As the U.S. markets gear up for the new trading week, the AUD is the strongest of the major currencies while the CHF is the weakest. The USD is trading mixed/to lower to start the trading week. The week will be dominated by CPI data on Tuesday and the US Fed decision on Wednesday.

The general consensus is that the Federal Reserve is likely to “skip” a meeting in June but is more likely to hike by 25 basis points in July. The market is pricing in a 71% for a NO CHANGE on Wednesday, and a 68% chance FOR a hike in July. This speculation comes in light of the May labor market report indicating a gradual rise in unemployment, potentially easing pressures on businesses to raise wages. However, the outcome might be swayed by the consumer price index data due Tuesday, with economists projecting a 4.1% annual rise, down from 4.9% in April (lower on the month, but still well above the 2% target which would be hard to achieve in 2023 – see Adam’s article from last week here).

Fed watcher (“insider”?) Nick Timiraos from the WSJ wrote that the Federal Reserve, led by Chair Jerome Powell, is grappling with dual economic challenges: preventing a credit crunch and combating high inflation. These concerns arose following the collapse of three midsize lenders, which has caused certain Fed officials to contemplate keeping the current interest rates unchanged. The situation has led to debates about whether to focus on the precarious state of the banking industry or the persistently high inflation. Here are the key takeaways from the WSJ article:

  • The strain in the banking industry is currently viewed as isolated incidents specific to the three banks that collapsed, rather than signs of an impending sector-wide crisis.
  • Persistent inflation is a major concern. If it becomes embedded in the public consciousness, the Fed may need to keep short-term interest rates high for a longer duration.
  • The Fed’s performance on bank regulation is under increased scrutiny due to the current banking instability.
  • Rapid interest rate increases have created losses for some banks, leading to a run on Silicon Valley Bank in March.
  • Emergency lending has prevented further bank runs, but there are concerns about depositors seeking higher yields elsewhere, which could exacerbate the situation for banks.
  • The Fed is closely watching 20 to 30 institutions that are seen as more vulnerable in light of the recent banking turmoil.
  • A potential downturn in lending could disproportionately impact small businesses, which are typically less reliant on bank loans than large corporations.
  • Fed officials are divided on whether to raise rates. Some are more concerned that the economy isn’t slowing enough, while others worry about worsening the banking crisis through further rate hikes.
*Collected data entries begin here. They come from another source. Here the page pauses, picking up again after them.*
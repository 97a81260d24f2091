// Copyright (c) The cycle-runner Contributors
// SPDX-License-Identifier: MIT OR Apache-2.0

//! Report generation for a cycle.
//!
//! The [`ReportWriter`] accumulates one suite record with an ordered
//! sequence of case records, plus a narrative summary, and flushes both to
//! disk exactly once at cycle end: a JUnit XML artifact for machines and an
//! HTML summary for humans. Case records and narrative lines are kept in
//! execution order regardless of how background cleanup interleaves.

mod junit;
mod narrative;

use crate::{
    classify::TestOutcome,
    errors::WriteReportError,
    stopwatch::{StopwatchStart, stopwatch},
};
use camino::Utf8PathBuf;
use chrono::{DateTime, Local};
use junit::JunitAggregator;
use narrative::NarrativeSummary;
use quick_junit::ReportUuid;
use std::time::Duration;

/// A handle to a case record opened with [`ReportWriter::begin_case`].
///
/// Consumed by [`ReportWriter::finish_case`], so a case cannot be finished
/// twice.
#[derive(Debug)]
pub struct CaseHandle {
    name: String,
    sequence: usize,
    started_at: DateTime<Local>,
}

impl CaseHandle {
    /// The case name this handle was opened with.
    pub fn name(&self) -> &str {
        &self.name
    }
}

#[derive(Debug)]
enum SuiteState {
    Idle,
    Open(OpenSuite),
    Finished,
}

#[derive(Debug)]
struct OpenSuite {
    name: String,
    run_id: ReportUuid,
    started: StopwatchStart,
    junit: JunitAggregator,
    narrative: NarrativeSummary,
    next_sequence: usize,
}

/// Accumulates and writes the per-cycle report artifacts.
#[derive(Debug)]
pub struct ReportWriter {
    junit_path: Utf8PathBuf,
    summary_path: Utf8PathBuf,
    state: SuiteState,
}

impl ReportWriter {
    /// Creates a writer that will emit the structured report to
    /// `junit_path` and the narrative summary to `summary_path`.
    pub fn new(junit_path: impl Into<Utf8PathBuf>, summary_path: impl Into<Utf8PathBuf>) -> Self {
        Self {
            junit_path: junit_path.into(),
            summary_path: summary_path.into(),
            state: SuiteState::Idle,
        }
    }

    /// Opens the suite record for this cycle.
    ///
    /// # Panics
    ///
    /// Panics if called more than once.
    pub fn begin_suite(&mut self, name: impl Into<String>, run_id: ReportUuid) {
        match self.state {
            SuiteState::Idle => {
                let name = name.into();
                self.state = SuiteState::Open(OpenSuite {
                    junit: JunitAggregator::new(&name),
                    narrative: NarrativeSummary::new(),
                    name,
                    run_id,
                    started: stopwatch(),
                    next_sequence: 1,
                });
            }
            SuiteState::Open(_) | SuiteState::Finished => {
                panic!("illegal state transition: begin_suite called twice")
            }
        }
    }

    /// Opens one case record under the suite, stamping its start time.
    ///
    /// # Panics
    ///
    /// Panics if the suite is not open.
    pub fn begin_case(&mut self, name: impl Into<String>) -> CaseHandle {
        let suite = self.open_suite_mut("begin_case");
        let sequence = suite.next_sequence;
        suite.next_sequence += 1;
        CaseHandle {
            name: name.into(),
            sequence,
            started_at: Local::now(),
        }
    }

    /// Closes a case record.
    ///
    /// `log_excerpt` must be provided when `outcome` is not
    /// [`TestOutcome::Passed`], so the structured report is self-sufficient
    /// for triage without reopening raw logs.
    ///
    /// # Panics
    ///
    /// Panics if the suite is not open, or if a non-passing case carries no
    /// log excerpt.
    pub fn finish_case(
        &mut self,
        handle: CaseHandle,
        outcome: TestOutcome,
        duration: Duration,
        log_excerpt: Option<&str>,
    ) {
        assert!(
            outcome.is_success() || log_excerpt.is_some(),
            "non-passing case `{}` must carry a log excerpt",
            handle.name,
        );
        let suite = self.open_suite_mut("finish_case");
        suite
            .junit
            .add_case(&handle.name, outcome, handle.started_at, duration, log_excerpt);
        suite
            .narrative
            .push_row(handle.sequence, &handle.name, duration, outcome);
    }

    /// Appends one line to the narrative summary. Append-only; lines come
    /// out in the order they went in.
    ///
    /// # Panics
    ///
    /// Panics if the suite is not open.
    pub fn append_narrative(&mut self, line: impl Into<String>) {
        let suite = self.open_suite_mut("append_narrative");
        suite.narrative.append_line(line);
    }

    /// Closes the suite and flushes both artifacts to disk.
    ///
    /// # Panics
    ///
    /// Panics if the suite is not open.
    pub fn finish_suite(&mut self) -> Result<(), WriteReportError> {
        let suite = match std::mem::replace(&mut self.state, SuiteState::Finished) {
            SuiteState::Open(suite) => suite,
            SuiteState::Idle | SuiteState::Finished => {
                panic!("illegal state transition: finish_suite called without an open suite")
            }
        };
        let snapshot = suite.started.snapshot();

        if let Some(dir) = self.junit_path.parent() {
            std::fs::create_dir_all(dir).map_err(|error| WriteReportError::Fs {
                file: dir.to_path_buf(),
                error,
            })?;
        }

        suite.junit.write(
            &self.junit_path,
            suite.run_id,
            snapshot.start_time,
            snapshot.duration,
        )?;

        let html = suite.narrative.render_html(&suite.name);
        if let Some(dir) = self.summary_path.parent() {
            std::fs::create_dir_all(dir).map_err(|error| WriteReportError::Fs {
                file: dir.to_path_buf(),
                error,
            })?;
        }
        std::fs::write(&self.summary_path, html).map_err(|error| WriteReportError::Fs {
            file: self.summary_path.clone(),
            error,
        })?;

        Ok(())
    }

    fn open_suite_mut(&mut self, operation: &str) -> &mut OpenSuite {
        match &mut self.state {
            SuiteState::Open(suite) => suite,
            SuiteState::Idle | SuiteState::Finished => {
                panic!("illegal state transition: {operation} called without an open suite")
            }
        }
    }
}
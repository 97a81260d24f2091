// Copyright (c) The cycle-runner Contributors
// SPDX-License-Identifier: MIT OR Apache-2.0

//! Best-effort upload of iteration results.
//!
//! Telemetry is explicitly a non-critical side channel: the engine reports
//! each finished iteration to the configured [`TelemetrySink`], logs any
//! failure, and moves on. Nothing in the cycle's outcome depends on it.

use crate::{errors::TelemetryError, runner::IterationRecord};
use camino::Utf8PathBuf;
use chrono::{DateTime, Local};
use quick_junit::ReportUuid;
use serde_json::json;
use std::io::Write;

/// Cycle-level context attached to every telemetry record.
#[derive(Clone, Debug)]
pub struct CycleMetadata {
    /// The cycle name.
    pub cycle_name: String,

    /// The unique id of this run.
    pub run_id: ReportUuid,

    /// The platform the cycle ran on.
    pub platform: String,

    /// The resolved image the environments were provisioned from.
    pub image: String,

    /// When the cycle started.
    pub started_at: DateTime<Local>,
}

/// The telemetry sink collaborator.
pub trait TelemetrySink {
    /// Records one finished iteration.
    ///
    /// Errors are logged by the engine and never propagated.
    fn record_iteration(
        &self,
        record: &IterationRecord,
        metadata: &CycleMetadata,
    ) -> Result<(), TelemetryError>;
}

/// A telemetry sink that appends one JSON object per iteration to a local
/// file, one per line.
#[derive(Clone, Debug)]
pub struct JsonTelemetrySink {
    path: Utf8PathBuf,
}

impl JsonTelemetrySink {
    /// Creates a sink appending to the given file.
    pub fn new(path: impl Into<Utf8PathBuf>) -> Self {
        Self { path: path.into() }
    }

    /// The file records are appended to.
    pub fn path(&self) -> &camino::Utf8Path {
        &self.path
    }
}

impl TelemetrySink for JsonTelemetrySink {
    fn record_iteration(
        &self,
        record: &IterationRecord,
        metadata: &CycleMetadata,
    ) -> Result<(), TelemetryError> {
        let line = json!({
            "cycle": metadata.cycle_name,
            "run_id": metadata.run_id.to_string(),
            "platform": metadata.platform,
            "image": metadata.image,
            "started_at": metadata.started_at.to_rfc3339(),
            "test_case": record.test_case_name,
            "iteration": record.iteration_index,
            "outcome": record.outcome,
            "duration_secs": record.duration.as_secs_f64(),
            "sub_results": record.sub_results,
            "log_reference": record.log_reference,
            "error": record.error,
        });

        let mut file = std::fs::OpenOptions::new()
            .append(true)
            .create(true)
            .open(&self.path)
            .map_err(|error| {
                TelemetryError::with_source(format!("failed to open `{}`", self.path), error)
            })?;
        writeln!(file, "{line}").map_err(|error| {
            TelemetryError::with_source(format!("failed to append to `{}`", self.path), error)
        })?;
        Ok(())
    }
}
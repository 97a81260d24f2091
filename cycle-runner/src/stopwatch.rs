// Copyright (c) The cycle-runner Contributors
// SPDX-License-Identifier: MIT OR Apache-2.0

//! Stopwatch for measuring how long iterations and cycles take.
//!
//! Records a wall-clock start time (for report timestamps) alongside a
//! monotonic instant (for durations), so that a clock adjustment mid-cycle
//! cannot produce a negative duration.

use chrono::{DateTime, Local};
use std::time::{Duration, Instant};

pub(crate) fn stopwatch() -> StopwatchStart {
    StopwatchStart::new()
}

#[derive(Clone, Debug)]
pub(crate) struct StopwatchStart {
    start_time: DateTime<Local>,
    instant: Instant,
}

impl StopwatchStart {
    fn new() -> Self {
        Self {
            // These two syscalls happen imperceptibly close to each other,
            // which is good enough for our purposes.
            start_time: Local::now(),
            instant: Instant::now(),
        }
    }

    pub(crate) fn snapshot(&self) -> StopwatchSnapshot {
        StopwatchSnapshot {
            start_time: self.start_time,
            duration: self.instant.elapsed(),
        }
    }
}

#[derive(Clone, Debug)]
pub(crate) struct StopwatchSnapshot {
    pub(crate) start_time: DateTime<Local>,
    pub(crate) duration: Duration,
}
Former Fed Governor Ferguson on CNBC said that he agrees with a pause followed by 2 more hikes in 2023 before an extended pause period.

CNBCs Leesman pointed out that BofA on the consumer from high frequency credit card spending noted steady consumer:

“We see few signs of consumer strain and lower income households continue to outperform higher income households in spending growth… Importantly, lower and middle income consumers aren’t relying more on credit cards either”

Goldman Sachs has reduced its Brent crude price estimate to under $90 per barrel by the end of 2023, citing disappointing economic indicators from China, the world’s largest oil importer. This has raised concerns about the resilience of China’s recovery from pandemic-related restrictions. Additional pressures on oil prices arise from Iran’s potential return to the oil export market following its openness to a nuclear deal with the West.

In China’s real estate sector, Goldman Sachs predicts a slow, “L-shaped” recovery due to persistent defaults and weakening homebuyer demand. This prognosis could hinder overall economic activity in China, where the property sector contributed a quarter of the GDP as of 2021. The USDCNH inched to a new 2023 high (lower CNH) in trading today (lowest CNH since November 30, 2022

UBS has completed its purchase of Credit Suisse.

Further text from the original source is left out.